The data:
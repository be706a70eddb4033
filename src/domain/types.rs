// ==========================================
// 制鞋订单跟踪系统 - 领域类型定义
// ==========================================
// 工序分类 / 延误判定 / 订单状态
// 红线: 链内顺序由工序目录定义,运行期不得重排
// ==========================================

use serde::{Deserialize, Serialize};
use std::fmt;

// ==========================================
// 工序分类 (Process Category)
// ==========================================
// 生产链在前,船运链在后,级联顺序不可颠倒
#[derive(Debug, Clone, Copy, PartialEq, Eq, Hash, Serialize, Deserialize)]
#[serde(rename_all = "SCREAMING_SNAKE_CASE")]
pub enum ProcessCategory {
    Production, // 生产工序
    Shipping,   // 船运工序
}

impl fmt::Display for ProcessCategory {
    fn fmt(&self, f: &mut fmt::Formatter<'_>) -> fmt::Result {
        match self {
            ProcessCategory::Production => write!(f, "PRODUCTION"),
            ProcessCategory::Shipping => write!(f, "SHIPPING"),
        }
    }
}

// ==========================================
// 延误判定 (Delay Verdict)
// ==========================================
// 符号约定: actual - target, 正数 = 延误
#[derive(Debug, Clone, Copy, PartialEq, Eq, Serialize, Deserialize)]
#[serde(rename_all = "SCREAMING_SNAKE_CASE")]
pub enum DelayVerdict {
    None,   // 目标或实绩缺失,无法判定
    Ahead,  // 提前
    OnTime, // 按期
    Late,   // 延误
}

impl fmt::Display for DelayVerdict {
    fn fmt(&self, f: &mut fmt::Formatter<'_>) -> fmt::Result {
        match self {
            DelayVerdict::None => write!(f, "NONE"),
            DelayVerdict::Ahead => write!(f, "AHEAD"),
            DelayVerdict::OnTime => write!(f, "ON_TIME"),
            DelayVerdict::Late => write!(f, "LATE"),
        }
    }
}

// ==========================================
// 订单状态 (Order Status)
// ==========================================
// 两维组合: 是否到港 x 是否存在延误
#[derive(Debug, Clone, Copy, PartialEq, Eq, Serialize, Deserialize)]
#[serde(rename_all = "SCREAMING_SNAKE_CASE")]
pub enum OrderStatus {
    ProducingOnTime,  // 生产中-正常
    ProducingDelayed, // 生产中-延误
    ReceivedOnTime,   // 已到港-正常
    ReceivedDelayed,  // 已到港-延误
}

impl fmt::Display for OrderStatus {
    fn fmt(&self, f: &mut fmt::Formatter<'_>) -> fmt::Result {
        write!(f, "{}", self.as_str())
    }
}

impl OrderStatus {
    /// 转换为导出/展示用的字符串
    pub fn as_str(&self) -> &'static str {
        match self {
            OrderStatus::ProducingOnTime => "PRODUCING_ON_TIME",
            OrderStatus::ProducingDelayed => "PRODUCING_DELAYED",
            OrderStatus::ReceivedOnTime => "RECEIVED_ON_TIME",
            OrderStatus::ReceivedDelayed => "RECEIVED_DELAYED",
        }
    }

    /// 由到港/延误两个维度组合出状态
    pub fn from_flags(is_received: bool, has_delay: bool) -> Self {
        match (is_received, has_delay) {
            (false, false) => OrderStatus::ProducingOnTime,
            (false, true) => OrderStatus::ProducingDelayed,
            (true, false) => OrderStatus::ReceivedOnTime,
            (true, true) => OrderStatus::ReceivedDelayed,
        }
    }
}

What to produce: Examine the listing above and state the number of lines that contain the word "工序分类", with no further remarks.

Problem solution: 2